Михаил молча кивнул.

– Первый раз такое вижу, – сообщил Беседа.

– А кто – не первый?.. – буркнул качок. Он медленно приходил в себя, но уже снова начал заводиться.

Однако после такого события продолжать примитивную разборку как-то расхотелось. Бритый с приятелем переглянулись и потопали к двери. Михаилу здесь тоже делать было нечего. Он поднялся и пошел к выходу, Беседа не отставал. На улице Михаил вытащил сигареты, протянул Беседе, тот отрицательно мотнул головой. Парни стояли рядом, видимо решая, куда направить стопы. Михаил протянул пачку и им, вроде как товарищам по пережитому. Те кивнули и тоже закурили.

– Круто они, как в кино… – уважительно сказал бритый, выдыхая дым колечком.

– А в чем круть? – пожал плечами приятель. – Даже не шмальнули…

– Дурак ты!
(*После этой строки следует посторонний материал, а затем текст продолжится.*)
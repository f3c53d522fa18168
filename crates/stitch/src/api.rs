use std::time::Duration;

use reqwest::{Client, StatusCode};
use serde::Deserialize;

use crate::{
    error::{StitchError, StitchResult},
    model::{AdBreak, BreakList},
};

/// Metadata polling interval used when the stream response omits
/// `polling_frequency`.
pub const DEFAULT_POLLING_INTERVAL: Duration = Duration::from_secs(10);

/// Selects how the current ad is resolved during playback.
#[derive(Debug, Clone, Copy, PartialEq, Eq)]
pub enum StreamMode {
    /// In-band tags drive an explicit ad lifecycle.
    Live,
    /// The current ad is derived from the inline break schedule.
    Vod,
}

#[derive(Debug, Deserialize)]
struct StreamResponse {
    /// The VOD endpoint names this field `hls_master_playlist`.
    #[serde(default, alias = "hls_master_playlist")]
    stream_manifest: Option<String>,
    #[serde(default)]
    media_verification_url: Option<String>,
    /// Polling frequency in seconds.
    #[serde(default)]
    polling_frequency: Option<f64>,
    #[serde(default)]
    metadata_url: Option<String>,
    #[serde(default)]
    ad_breaks: Option<BreakList>,
}

/// Validated stream-creation response.
#[derive(Debug, Clone)]
pub struct StreamInfo {
    pub mode: StreamMode,
    pub manifest_url: String,
    pub verification_url: String,
    /// Required for live streams, optional for VOD.
    pub metadata_url: Option<String>,
    pub polling_interval: Duration,
    /// Ad breaks delivered inline with the stream response (VOD).
    pub ad_breaks: Vec<AdBreak>,
}

impl StreamInfo {
    fn from_response(response: StreamResponse, mode: StreamMode) -> StitchResult<Self> {
        let manifest_url = response
            .stream_manifest
            .filter(|url| !url.is_empty())
            .ok_or(StitchError::MissingManifest)?;
        let verification_url = response
            .media_verification_url
            .filter(|url| !url.is_empty())
            .ok_or(StitchError::MissingVerificationUrl)?;
        let metadata_url = response.metadata_url.filter(|url| !url.is_empty());
        if mode == StreamMode::Live && metadata_url.is_none() {
            return Err(StitchError::MissingMetadataUrl);
        }

        // try_from_secs_f64 rejects NaN, negative and out-of-range values;
        // a nonsensical frequency falls back to the documented default.
        let polling_interval = response
            .polling_frequency
            .filter(|seconds| *seconds > 0.0)
            .and_then(|seconds| Duration::try_from_secs_f64(seconds).ok())
            .unwrap_or(DEFAULT_POLLING_INTERVAL);

        Ok(Self {
            mode,
            manifest_url,
            verification_url,
            metadata_url,
            polling_interval,
            ad_breaks: response.ad_breaks.map(|b| b.to_vec()).unwrap_or_default(),
        })
    }
}

/// Creates a DAI stream by POSTing a form-encoded request to the stream API.
///
/// `params` carries targeting key-values and is sent as
/// `application/x-www-form-urlencoded`. The API responds with 201 Created;
/// anything else is fatal to session startup.
pub async fn create_stream(
    client: &Client,
    api_url: &str,
    params: &[(String, String)],
    mode: StreamMode,
) -> StitchResult<StreamInfo> {
    log::info!("Sending stream request to {api_url}");
    let response = client.post(api_url).form(params).send().await?;
    if response.status() != StatusCode::CREATED {
        return Err(StitchError::StreamCreationError(response.status()));
    }

    let body = response.bytes().await?;
    let response: StreamResponse = serde_json::from_slice(&body)?;
    log::info!("Stream created");
    StreamInfo::from_response(response, mode)
}
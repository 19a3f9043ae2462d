//! In-memory registry of discovered repositories and their branch state.
//!
//! The registry is owned by the caller and passed explicitly to the batch
//! engine. It keeps discovery order for display and batch iteration, and is
//! replaced wholesale on every rebuild: target edits made before a re-scan
//! are not carried over.

use std::collections::HashMap;
use std::path::{Path, PathBuf};

use serde::{Deserialize, Serialize};
use tracing::info;

use crate::error::{FleetError, FleetResult};
use crate::inspector::{BranchInspector, ERROR_BRANCH};
use crate::obs;
use crate::pool::{TaskAbort, WorkerPool};

/// Branch state of one repository.
#[derive(Debug, Clone, PartialEq, Eq, Serialize, Deserialize)]
pub struct RepositoryState {
    /// Branch checked out at the last inspection or successful switch.
    pub current_branch: String,
    /// Local and remote-tracking branches, deduplicated and sorted
    /// case-insensitively.
    pub all_branches: Vec<String>,
    /// Operator-assigned branch to switch to.
    pub target_branch: String,
}

impl RepositoryState {
    pub fn new(current_branch: impl Into<String>, all_branches: Vec<String>) -> Self {
        let current_branch = current_branch.into();
        Self {
            target_branch: current_branch.clone(),
            current_branch,
            all_branches,
        }
    }

    /// Whether `branch` is one of the repository's known branches.
    pub fn has_branch(&self, branch: &str) -> bool {
        self.all_branches.iter().any(|b| b == branch)
    }
}

/// A registry row, as exposed to presentation code.
#[derive(Debug, Clone, PartialEq, Eq, Serialize, Deserialize)]
pub struct RepositoryEntry {
    pub path: PathBuf,
    #[serde(flatten)]
    pub state: RepositoryState,
}

/// Ordered map from repository path to [`RepositoryState`].
#[derive(Debug, Clone, Default)]
pub struct Registry {
    order: Vec<PathBuf>,
    entries: HashMap<PathBuf, RepositoryState>,
}

impl Registry {
    pub fn new() -> Self {
        Self::default()
    }

    /// Replace every entry with a fresh inspection of `repos`.
    ///
    /// Repositories are inspected concurrently under `pool`'s limit; the
    /// registry is only swapped once all of them are done. If the pool is
    /// cancelled first, the registry keeps its previous contents and
    /// [`FleetError::Cancelled`] is returned.
    pub async fn rebuild(
        &mut self,
        repos: Vec<PathBuf>,
        inspector: &BranchInspector,
        pool: &WorkerPool,
    ) -> FleetResult<()> {
        let inspector = inspector.clone();
        let states = pool
            .run_ordered(
                repos.clone(),
                move |path| {
                    let inspector = inspector.clone();
                    async move { Some(inspector.inspect(&path).await) }
                },
                |_, reason| match reason {
                    TaskAbort::Cancelled => None,
                    TaskAbort::Panicked(_) => Some(RepositoryState::new(ERROR_BRANCH, Vec::new())),
                },
                |_, _| {},
            )
            .await;

        let mut entries = HashMap::with_capacity(repos.len());
        let mut order = Vec::with_capacity(repos.len());
        for (path, state) in repos.into_iter().zip(states) {
            let state = state.ok_or(FleetError::Cancelled)?;
            // A path listed twice keeps its first position.
            if entries.insert(path.clone(), state).is_none() {
                order.push(path);
            }
        }

        self.order = order;
        self.entries = entries;
        info!(repos = self.order.len(), "registry rebuilt");
        obs::emit_scan_finished(self.order.len());
        Ok(())
    }

    /// State of `path` as of the last rebuild.
    pub fn get(&self, path: &Path) -> FleetResult<&RepositoryState> {
        self.entries.get(path).ok_or_else(|| FleetError::RepoNotFound {
            path: path.to_path_buf(),
        })
    }

    /// Assign a target branch. No validation against known branches.
    pub fn set_target(&mut self, path: &Path, branch: impl Into<String>) -> FleetResult<()> {
        let state = self.state_mut(path)?;
        state.target_branch = branch.into();
        Ok(())
    }

    pub(crate) fn state_mut(&mut self, path: &Path) -> FleetResult<&mut RepositoryState> {
        self.entries
            .get_mut(path)
            .ok_or_else(|| FleetError::RepoNotFound {
                path: path.to_path_buf(),
            })
    }

    /// Repository paths in discovery order.
    pub fn paths(&self) -> &[PathBuf] {
        &self.order
    }

    /// `(path, state)` pairs in discovery order.
    pub fn iter(&self) -> impl Iterator<Item = (&PathBuf, &RepositoryState)> {
        self.order
            .iter()
            .filter_map(|p| self.entries.get(p).map(|s| (p, s)))
    }

    pub fn len(&self) -> usize {
        self.order.len()
    }

    pub fn is_empty(&self) -> bool {
        self.order.is_empty()
    }

    pub fn contains(&self, path: &Path) -> bool {
        self.entries.contains_key(path)
    }

    /// Owned copy of every row, in discovery order.
    pub fn snapshot(&self) -> Vec<RepositoryEntry> {
        self.iter()
            .map(|(path, state)| RepositoryEntry {
                path: path.clone(),
                state: state.clone(),
            })
            .collect()
    }

    /// Build a registry from already known states, in the given order.
    pub fn from_states(states: impl IntoIterator<Item = (PathBuf, RepositoryState)>) -> Self {
        let mut registry = Self::new();
        for (path, state) in states {
            if registry.entries.insert(path.clone(), state).is_none() {
                registry.order.push(path);
            }
        }
        registry
    }
}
В том и круть, что без шума и пыли, – назидательно отозвался бритый. – Те даже не тявкнули, заценил?.. Я ж говорю: ОРБ. Это новье такое в мусарне – оперативно-розыскное бюро называется, понял?

– А-а-а… То-то они и не сопротивлялись совсем. Видать, просекли, кто приехал…

– Может, пойдем где-нибудь на природе побеседуем? – предложил неугомонный Беседа.

– Да заткнись ты!.. – рыкнул Михаил, ему совсем не хотелось продолжения разборки.

– А что? – вдруг оживился темноволосый. – Может, в парк Горького махнем? Возьмем пивка…

– Лучше «Рояля», – также неожиданно отозвался бритый и вопросительно посмотрел на Михаила. – Две литровки за шестьдесят рубчиков возьмем, а? И «Инвайт» для разбавки.

Михаил кивнул.

– И «Херши»! – обрадовался Беседа.

На этот раз все посмотрели на него презрительно-снисходительно, но смолчали.

– А вас как зовут-то? – снизошел наконец Михаил.

– Алексей Николин, – первым протягивая руку, солидно отрекомендовался бритый.

– А я – просто Эдик, – сообщил вихрастый.

Михаил тоже назвался.

– А я – Джон, – не преминул встрять в разговор Беседа.

– Да какой ты Джон? Ты ж – узбек Алибек.

– Я не узбек. Я – бурят! Из Улан-Удэ.

Через пятнадцать минут, обильно затарившись снедью в ларьке у метро «Парк Культуры», поглазев на пару бойких наперсточников и окружившую их толпу легковерных обывателей, они миновали мост, бодро прошагали по Крымскому Валу и остановились перед пропилеями сталинской эпохи.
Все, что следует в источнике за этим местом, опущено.